*** Extracted information Section Begins ***

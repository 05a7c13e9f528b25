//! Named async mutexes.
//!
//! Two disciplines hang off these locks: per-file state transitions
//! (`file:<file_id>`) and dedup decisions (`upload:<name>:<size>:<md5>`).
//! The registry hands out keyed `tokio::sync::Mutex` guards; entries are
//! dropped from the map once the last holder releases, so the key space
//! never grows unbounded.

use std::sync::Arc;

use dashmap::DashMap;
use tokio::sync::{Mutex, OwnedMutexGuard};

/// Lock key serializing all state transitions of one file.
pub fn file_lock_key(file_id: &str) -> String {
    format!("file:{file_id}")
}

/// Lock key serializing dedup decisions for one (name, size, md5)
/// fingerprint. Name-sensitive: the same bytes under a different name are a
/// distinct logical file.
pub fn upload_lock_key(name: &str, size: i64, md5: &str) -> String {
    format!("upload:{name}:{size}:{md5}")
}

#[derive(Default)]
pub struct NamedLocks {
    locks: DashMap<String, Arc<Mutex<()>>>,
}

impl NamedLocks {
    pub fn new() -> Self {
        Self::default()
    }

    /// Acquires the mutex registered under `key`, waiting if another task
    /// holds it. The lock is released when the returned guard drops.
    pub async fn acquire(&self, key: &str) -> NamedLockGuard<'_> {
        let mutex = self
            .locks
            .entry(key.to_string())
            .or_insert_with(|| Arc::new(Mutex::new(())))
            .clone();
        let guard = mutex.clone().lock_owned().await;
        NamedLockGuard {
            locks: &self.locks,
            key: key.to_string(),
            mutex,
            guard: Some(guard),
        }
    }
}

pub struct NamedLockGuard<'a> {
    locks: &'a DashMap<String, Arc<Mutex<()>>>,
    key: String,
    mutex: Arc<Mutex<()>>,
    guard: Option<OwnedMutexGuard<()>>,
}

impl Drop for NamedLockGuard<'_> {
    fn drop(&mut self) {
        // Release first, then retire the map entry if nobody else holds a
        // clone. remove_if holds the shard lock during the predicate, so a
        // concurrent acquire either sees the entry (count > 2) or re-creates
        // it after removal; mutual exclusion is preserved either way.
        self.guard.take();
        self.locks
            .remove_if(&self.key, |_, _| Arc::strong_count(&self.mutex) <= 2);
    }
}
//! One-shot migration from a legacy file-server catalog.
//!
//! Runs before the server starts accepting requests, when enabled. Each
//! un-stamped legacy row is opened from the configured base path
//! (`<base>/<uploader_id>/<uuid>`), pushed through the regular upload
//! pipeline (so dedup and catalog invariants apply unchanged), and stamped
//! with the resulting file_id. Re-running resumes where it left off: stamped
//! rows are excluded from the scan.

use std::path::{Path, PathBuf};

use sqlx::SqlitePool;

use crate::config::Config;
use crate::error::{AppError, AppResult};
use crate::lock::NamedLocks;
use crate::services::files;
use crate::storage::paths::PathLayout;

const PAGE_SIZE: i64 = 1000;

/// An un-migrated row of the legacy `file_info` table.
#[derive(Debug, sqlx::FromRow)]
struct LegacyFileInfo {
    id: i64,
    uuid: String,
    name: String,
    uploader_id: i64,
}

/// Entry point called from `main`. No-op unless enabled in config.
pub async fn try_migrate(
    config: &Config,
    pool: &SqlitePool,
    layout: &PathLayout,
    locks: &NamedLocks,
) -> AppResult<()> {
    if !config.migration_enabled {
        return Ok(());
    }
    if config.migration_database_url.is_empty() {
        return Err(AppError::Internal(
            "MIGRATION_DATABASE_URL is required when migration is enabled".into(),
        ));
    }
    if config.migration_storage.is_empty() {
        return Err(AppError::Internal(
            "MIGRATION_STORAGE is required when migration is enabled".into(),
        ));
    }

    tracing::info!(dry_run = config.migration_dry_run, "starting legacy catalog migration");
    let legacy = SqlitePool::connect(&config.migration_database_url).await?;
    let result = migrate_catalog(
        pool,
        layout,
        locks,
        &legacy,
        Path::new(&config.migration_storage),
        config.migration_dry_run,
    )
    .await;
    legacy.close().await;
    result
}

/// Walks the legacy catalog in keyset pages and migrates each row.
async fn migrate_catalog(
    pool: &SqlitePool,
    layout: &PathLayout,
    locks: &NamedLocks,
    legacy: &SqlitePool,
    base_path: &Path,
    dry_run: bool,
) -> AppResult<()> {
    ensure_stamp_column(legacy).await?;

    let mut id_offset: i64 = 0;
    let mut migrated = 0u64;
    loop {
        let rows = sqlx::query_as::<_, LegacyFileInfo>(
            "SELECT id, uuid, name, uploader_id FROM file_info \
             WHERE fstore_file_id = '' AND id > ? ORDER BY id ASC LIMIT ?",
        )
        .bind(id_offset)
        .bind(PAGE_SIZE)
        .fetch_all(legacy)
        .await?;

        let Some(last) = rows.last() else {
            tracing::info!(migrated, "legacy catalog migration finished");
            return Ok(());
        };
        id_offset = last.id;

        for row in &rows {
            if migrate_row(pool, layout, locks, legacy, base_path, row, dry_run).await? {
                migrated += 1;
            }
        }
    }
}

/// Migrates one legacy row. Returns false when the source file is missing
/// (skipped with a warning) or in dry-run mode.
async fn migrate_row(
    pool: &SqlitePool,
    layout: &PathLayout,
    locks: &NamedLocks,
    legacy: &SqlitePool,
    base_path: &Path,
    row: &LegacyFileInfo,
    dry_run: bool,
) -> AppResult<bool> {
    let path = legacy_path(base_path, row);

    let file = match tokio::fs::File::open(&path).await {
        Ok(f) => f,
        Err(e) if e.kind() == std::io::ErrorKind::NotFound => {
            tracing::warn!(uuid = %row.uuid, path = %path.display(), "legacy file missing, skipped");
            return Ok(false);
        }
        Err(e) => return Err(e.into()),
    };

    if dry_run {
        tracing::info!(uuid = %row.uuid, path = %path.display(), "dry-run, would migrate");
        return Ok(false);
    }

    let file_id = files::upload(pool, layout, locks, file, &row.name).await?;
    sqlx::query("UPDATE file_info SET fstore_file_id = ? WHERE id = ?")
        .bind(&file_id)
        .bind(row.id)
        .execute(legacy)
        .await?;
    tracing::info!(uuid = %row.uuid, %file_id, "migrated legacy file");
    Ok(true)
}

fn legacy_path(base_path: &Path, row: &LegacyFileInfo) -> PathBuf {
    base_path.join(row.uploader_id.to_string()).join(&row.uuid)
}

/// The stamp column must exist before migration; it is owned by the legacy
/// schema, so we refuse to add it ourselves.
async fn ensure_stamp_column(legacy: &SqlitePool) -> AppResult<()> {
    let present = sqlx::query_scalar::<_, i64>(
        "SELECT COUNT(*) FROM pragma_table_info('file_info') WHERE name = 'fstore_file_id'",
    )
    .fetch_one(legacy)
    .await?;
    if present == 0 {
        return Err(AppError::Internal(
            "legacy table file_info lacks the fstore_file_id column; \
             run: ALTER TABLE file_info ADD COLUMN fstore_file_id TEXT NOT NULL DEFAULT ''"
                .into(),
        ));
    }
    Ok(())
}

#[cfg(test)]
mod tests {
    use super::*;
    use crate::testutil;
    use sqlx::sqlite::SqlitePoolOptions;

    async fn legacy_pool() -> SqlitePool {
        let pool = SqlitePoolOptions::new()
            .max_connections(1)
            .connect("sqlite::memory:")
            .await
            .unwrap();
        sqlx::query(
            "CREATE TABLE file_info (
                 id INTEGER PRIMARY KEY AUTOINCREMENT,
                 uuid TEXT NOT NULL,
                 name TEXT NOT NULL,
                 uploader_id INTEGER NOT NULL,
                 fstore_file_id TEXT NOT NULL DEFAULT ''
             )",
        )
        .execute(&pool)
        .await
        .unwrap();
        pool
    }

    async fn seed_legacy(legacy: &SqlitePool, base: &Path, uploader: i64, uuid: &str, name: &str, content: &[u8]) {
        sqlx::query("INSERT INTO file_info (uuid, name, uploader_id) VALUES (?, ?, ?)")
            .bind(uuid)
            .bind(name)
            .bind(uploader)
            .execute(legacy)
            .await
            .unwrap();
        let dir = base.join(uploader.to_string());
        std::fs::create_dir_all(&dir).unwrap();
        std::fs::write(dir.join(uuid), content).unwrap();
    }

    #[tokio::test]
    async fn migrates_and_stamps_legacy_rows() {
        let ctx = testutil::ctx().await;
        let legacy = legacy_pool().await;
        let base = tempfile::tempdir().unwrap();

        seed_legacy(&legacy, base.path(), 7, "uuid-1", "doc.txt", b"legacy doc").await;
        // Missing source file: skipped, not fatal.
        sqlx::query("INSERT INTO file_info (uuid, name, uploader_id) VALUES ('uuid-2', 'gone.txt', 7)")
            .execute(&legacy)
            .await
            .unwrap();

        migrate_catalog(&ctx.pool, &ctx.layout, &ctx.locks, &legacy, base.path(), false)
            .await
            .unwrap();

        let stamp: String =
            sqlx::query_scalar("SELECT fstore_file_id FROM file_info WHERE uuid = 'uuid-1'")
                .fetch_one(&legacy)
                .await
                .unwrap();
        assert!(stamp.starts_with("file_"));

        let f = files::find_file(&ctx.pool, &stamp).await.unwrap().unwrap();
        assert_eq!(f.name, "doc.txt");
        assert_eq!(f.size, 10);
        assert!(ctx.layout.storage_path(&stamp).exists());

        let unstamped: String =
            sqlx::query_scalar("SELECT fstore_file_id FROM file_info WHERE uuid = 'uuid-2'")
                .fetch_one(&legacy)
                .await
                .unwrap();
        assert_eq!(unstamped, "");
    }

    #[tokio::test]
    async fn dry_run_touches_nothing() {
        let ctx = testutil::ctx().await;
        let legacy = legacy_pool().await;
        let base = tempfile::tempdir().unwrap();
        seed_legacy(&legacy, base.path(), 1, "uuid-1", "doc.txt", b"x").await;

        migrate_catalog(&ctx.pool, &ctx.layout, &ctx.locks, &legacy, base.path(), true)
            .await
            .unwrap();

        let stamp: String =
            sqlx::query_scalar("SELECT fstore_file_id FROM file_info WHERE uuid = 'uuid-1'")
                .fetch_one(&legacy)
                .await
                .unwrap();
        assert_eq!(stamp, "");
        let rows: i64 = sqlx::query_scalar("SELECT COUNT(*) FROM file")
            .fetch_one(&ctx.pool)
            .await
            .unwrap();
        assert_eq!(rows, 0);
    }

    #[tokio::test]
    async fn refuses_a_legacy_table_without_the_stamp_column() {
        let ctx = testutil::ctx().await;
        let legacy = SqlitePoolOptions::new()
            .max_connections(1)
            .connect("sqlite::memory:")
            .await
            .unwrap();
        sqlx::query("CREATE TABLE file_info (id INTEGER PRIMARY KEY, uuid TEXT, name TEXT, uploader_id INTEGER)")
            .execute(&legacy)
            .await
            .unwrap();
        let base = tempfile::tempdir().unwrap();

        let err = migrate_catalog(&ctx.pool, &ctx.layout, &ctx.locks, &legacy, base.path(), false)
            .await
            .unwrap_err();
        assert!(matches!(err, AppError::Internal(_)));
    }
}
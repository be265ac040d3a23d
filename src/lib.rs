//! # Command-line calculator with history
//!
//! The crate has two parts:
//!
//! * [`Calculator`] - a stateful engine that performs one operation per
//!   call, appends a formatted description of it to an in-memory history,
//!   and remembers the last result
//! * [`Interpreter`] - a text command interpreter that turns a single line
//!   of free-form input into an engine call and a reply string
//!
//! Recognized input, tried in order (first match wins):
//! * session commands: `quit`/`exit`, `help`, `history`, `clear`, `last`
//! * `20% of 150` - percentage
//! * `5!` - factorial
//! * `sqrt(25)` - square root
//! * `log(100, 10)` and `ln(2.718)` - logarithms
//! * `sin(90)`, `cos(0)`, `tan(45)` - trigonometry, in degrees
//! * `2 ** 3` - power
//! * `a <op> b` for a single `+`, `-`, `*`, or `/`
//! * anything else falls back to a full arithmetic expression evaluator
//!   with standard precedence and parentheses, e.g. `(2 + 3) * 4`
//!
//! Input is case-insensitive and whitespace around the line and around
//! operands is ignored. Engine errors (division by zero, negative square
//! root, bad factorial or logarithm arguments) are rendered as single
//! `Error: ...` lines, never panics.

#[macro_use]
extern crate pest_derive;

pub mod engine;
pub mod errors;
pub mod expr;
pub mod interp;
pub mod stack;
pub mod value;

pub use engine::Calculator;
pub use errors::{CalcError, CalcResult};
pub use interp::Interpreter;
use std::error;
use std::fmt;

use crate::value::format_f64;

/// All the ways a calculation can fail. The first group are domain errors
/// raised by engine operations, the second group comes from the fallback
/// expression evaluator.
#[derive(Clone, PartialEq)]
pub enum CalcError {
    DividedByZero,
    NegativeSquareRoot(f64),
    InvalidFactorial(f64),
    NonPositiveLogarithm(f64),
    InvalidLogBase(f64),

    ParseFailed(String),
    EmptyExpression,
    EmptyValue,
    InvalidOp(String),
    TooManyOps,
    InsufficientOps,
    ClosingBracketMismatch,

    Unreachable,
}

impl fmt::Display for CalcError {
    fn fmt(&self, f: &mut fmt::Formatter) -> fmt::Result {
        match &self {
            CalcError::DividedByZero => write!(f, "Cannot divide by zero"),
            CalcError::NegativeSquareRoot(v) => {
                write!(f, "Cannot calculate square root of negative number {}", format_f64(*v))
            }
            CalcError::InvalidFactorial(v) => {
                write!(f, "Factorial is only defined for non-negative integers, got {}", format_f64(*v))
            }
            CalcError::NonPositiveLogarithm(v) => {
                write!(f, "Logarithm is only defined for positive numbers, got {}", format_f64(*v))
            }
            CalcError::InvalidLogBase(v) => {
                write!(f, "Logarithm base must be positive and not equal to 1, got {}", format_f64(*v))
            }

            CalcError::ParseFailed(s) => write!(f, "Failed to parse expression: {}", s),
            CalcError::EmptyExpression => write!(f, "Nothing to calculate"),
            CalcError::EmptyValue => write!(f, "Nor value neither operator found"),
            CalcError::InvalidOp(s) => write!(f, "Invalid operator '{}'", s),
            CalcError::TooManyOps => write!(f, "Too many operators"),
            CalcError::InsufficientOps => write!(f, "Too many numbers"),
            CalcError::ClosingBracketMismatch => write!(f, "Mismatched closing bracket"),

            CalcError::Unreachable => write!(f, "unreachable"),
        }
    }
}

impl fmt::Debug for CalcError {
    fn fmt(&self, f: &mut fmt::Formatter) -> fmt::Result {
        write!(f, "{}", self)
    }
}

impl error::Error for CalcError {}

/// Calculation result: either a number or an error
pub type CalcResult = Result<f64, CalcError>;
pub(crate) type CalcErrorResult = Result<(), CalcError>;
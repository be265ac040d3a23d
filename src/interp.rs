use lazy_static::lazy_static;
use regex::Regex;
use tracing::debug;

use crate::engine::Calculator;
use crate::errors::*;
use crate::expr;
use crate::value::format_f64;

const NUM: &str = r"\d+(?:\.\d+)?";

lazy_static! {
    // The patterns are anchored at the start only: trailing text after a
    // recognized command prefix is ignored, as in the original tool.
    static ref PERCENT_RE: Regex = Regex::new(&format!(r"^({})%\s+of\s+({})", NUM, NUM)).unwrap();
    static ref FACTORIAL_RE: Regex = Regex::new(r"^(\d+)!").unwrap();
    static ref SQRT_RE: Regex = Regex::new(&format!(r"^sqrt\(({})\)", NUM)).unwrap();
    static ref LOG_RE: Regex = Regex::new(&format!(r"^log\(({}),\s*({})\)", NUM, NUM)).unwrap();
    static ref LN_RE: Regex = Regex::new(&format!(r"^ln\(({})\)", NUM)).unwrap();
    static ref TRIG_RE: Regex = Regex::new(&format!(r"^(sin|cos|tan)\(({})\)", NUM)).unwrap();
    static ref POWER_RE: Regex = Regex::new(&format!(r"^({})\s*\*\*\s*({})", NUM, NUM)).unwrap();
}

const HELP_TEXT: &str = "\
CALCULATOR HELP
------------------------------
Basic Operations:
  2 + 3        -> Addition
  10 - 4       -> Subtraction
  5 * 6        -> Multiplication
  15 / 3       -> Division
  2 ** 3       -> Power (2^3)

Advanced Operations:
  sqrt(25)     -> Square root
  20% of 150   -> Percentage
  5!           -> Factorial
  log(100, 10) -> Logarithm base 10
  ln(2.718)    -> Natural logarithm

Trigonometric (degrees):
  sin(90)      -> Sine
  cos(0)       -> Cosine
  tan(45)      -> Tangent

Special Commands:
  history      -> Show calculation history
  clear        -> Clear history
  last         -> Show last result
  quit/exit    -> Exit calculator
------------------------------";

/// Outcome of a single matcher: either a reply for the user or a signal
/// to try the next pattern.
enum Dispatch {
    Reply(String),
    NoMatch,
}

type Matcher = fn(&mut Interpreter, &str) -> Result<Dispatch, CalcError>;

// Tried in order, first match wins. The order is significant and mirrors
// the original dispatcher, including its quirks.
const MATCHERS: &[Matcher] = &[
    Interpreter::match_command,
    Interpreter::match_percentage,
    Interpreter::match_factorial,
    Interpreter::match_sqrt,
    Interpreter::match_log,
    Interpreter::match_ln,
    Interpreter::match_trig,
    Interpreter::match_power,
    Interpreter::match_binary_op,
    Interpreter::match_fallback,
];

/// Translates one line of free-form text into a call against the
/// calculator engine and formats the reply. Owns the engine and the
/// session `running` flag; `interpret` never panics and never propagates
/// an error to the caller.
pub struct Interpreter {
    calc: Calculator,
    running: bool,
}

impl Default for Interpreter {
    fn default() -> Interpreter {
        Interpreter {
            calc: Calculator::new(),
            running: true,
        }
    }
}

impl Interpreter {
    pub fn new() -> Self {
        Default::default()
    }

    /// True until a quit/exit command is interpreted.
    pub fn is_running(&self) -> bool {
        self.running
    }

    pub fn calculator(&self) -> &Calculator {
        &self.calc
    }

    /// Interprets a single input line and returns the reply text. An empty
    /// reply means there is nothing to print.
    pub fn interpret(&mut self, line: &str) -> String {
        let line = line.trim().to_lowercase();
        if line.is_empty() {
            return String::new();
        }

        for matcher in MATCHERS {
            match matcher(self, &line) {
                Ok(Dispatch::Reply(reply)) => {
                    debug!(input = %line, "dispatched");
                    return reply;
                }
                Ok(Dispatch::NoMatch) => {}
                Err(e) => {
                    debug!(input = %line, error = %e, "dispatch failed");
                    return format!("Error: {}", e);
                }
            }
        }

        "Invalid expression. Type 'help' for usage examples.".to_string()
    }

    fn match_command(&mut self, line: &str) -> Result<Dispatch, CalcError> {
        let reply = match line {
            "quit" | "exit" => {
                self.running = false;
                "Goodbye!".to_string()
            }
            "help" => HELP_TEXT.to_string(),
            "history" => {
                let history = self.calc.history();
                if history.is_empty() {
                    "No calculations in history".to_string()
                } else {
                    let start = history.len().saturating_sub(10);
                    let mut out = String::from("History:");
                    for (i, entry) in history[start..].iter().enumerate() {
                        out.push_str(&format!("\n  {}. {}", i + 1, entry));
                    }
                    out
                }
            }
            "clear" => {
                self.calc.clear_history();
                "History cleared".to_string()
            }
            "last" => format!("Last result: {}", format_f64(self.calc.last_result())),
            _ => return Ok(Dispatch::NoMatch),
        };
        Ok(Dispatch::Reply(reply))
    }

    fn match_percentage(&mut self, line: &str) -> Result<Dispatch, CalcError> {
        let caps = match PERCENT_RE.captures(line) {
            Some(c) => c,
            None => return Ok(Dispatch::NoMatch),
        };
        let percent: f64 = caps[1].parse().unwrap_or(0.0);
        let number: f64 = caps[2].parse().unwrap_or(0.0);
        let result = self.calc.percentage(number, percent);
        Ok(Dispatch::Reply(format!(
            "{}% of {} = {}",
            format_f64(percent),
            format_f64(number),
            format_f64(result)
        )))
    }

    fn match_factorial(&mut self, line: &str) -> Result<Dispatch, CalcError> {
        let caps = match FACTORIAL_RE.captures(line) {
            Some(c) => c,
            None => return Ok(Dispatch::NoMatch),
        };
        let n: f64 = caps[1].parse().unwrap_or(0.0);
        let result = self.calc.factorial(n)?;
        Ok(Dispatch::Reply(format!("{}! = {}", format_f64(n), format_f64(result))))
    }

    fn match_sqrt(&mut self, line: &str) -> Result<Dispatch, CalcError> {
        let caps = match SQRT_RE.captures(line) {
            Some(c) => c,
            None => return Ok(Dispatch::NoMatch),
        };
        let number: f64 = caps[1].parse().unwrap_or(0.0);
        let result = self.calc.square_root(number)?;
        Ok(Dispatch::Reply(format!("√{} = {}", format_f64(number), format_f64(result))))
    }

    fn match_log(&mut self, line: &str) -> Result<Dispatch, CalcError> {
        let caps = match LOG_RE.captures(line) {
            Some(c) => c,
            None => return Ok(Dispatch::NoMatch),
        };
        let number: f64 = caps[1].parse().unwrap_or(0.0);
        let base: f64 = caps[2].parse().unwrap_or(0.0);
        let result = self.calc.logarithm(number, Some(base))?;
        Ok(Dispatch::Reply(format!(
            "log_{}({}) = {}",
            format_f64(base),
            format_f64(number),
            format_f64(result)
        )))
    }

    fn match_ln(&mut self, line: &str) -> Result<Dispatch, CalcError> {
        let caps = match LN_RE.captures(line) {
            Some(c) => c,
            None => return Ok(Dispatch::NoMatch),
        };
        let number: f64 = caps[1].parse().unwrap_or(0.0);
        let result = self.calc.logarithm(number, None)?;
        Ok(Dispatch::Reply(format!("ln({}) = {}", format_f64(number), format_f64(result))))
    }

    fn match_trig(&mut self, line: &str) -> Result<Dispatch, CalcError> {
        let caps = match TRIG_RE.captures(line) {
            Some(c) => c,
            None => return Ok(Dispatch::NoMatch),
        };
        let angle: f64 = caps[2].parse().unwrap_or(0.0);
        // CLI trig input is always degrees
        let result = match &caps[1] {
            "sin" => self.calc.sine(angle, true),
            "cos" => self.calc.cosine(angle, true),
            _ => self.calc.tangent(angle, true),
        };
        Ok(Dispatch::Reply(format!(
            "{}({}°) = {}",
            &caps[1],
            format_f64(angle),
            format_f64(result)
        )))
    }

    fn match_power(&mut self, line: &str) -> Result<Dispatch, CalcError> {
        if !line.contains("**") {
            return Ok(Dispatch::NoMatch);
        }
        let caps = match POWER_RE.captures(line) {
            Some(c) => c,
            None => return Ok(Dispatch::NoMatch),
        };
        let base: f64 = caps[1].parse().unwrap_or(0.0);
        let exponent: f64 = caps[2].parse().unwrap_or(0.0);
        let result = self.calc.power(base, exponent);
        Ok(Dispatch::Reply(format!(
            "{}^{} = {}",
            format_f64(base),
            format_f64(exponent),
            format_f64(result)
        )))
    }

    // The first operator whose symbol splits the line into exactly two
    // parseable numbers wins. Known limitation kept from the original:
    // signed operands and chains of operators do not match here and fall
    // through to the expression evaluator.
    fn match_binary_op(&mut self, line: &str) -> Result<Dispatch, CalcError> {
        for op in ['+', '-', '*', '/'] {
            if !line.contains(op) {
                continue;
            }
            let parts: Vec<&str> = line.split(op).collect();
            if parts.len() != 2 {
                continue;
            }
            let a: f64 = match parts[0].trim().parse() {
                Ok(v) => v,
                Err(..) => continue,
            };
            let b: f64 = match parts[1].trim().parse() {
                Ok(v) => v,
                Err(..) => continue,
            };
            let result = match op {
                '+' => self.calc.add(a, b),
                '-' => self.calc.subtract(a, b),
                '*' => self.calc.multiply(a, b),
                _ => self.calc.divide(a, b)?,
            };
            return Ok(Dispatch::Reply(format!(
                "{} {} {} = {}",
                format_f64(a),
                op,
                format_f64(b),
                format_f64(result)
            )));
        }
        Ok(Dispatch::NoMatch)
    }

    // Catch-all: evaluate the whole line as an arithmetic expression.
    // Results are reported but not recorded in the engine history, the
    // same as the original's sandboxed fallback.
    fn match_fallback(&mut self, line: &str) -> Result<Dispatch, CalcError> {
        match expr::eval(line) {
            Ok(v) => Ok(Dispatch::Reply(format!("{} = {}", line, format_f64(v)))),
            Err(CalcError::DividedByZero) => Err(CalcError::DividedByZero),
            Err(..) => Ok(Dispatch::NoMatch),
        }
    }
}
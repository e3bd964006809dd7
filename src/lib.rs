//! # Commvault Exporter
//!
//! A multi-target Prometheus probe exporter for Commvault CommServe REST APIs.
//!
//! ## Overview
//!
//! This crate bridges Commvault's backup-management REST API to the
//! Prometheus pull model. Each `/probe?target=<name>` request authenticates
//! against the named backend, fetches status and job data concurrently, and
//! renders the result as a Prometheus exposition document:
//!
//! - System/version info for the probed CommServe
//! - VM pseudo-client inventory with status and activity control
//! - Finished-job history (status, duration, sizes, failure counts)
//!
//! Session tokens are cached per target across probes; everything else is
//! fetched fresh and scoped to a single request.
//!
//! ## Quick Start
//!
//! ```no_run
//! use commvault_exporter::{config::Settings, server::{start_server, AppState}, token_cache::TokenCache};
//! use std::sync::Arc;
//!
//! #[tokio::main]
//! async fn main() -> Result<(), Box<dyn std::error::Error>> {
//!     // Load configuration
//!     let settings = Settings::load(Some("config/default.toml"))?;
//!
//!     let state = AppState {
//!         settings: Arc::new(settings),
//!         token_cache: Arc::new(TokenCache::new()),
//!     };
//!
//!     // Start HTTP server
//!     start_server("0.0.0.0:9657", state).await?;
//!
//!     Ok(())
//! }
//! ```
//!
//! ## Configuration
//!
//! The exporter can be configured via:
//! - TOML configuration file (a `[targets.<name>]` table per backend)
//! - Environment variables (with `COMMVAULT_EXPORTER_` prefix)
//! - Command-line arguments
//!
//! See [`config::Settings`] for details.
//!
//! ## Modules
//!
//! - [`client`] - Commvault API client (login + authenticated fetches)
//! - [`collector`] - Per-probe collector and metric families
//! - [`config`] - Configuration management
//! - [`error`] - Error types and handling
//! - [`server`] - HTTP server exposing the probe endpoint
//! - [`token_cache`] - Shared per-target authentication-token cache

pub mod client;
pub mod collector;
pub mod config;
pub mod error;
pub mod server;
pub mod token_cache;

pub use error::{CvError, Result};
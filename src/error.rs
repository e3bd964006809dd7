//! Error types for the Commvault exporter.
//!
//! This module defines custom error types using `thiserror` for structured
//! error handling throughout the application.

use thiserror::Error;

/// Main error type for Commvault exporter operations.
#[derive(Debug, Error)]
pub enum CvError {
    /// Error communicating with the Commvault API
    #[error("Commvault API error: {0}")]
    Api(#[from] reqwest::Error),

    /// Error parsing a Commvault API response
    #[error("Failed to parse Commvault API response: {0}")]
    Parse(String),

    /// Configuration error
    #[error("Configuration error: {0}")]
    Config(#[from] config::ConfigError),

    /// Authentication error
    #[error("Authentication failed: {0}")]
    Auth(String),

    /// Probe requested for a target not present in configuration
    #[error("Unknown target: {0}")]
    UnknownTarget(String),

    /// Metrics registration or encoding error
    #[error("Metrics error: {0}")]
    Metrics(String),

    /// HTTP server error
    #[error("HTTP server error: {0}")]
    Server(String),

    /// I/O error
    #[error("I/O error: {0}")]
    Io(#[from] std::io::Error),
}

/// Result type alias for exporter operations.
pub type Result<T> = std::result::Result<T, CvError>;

*** Extracted information Section Ends ***

Transcribe verbatim. Cover the lines from the first line of the entries above to the line containing "use dashmap::DashMap;", inclusive.

repository 05a7c13e9f528b25
//! Named async mutexes.
//!
//! Two disciplines hang off these locks: per-file state transitions
//! (`file:<file_id>`) and dedup decisions (`upload:<name>:<size>:<md5>`).
//! The registry hands out keyed `tokio::sync::Mutex` guards; entries are
//! dropped from the map once the last holder releases, so the key space
//! never grows unbounded.

use std::sync::Arc;

use dashmap::DashMap;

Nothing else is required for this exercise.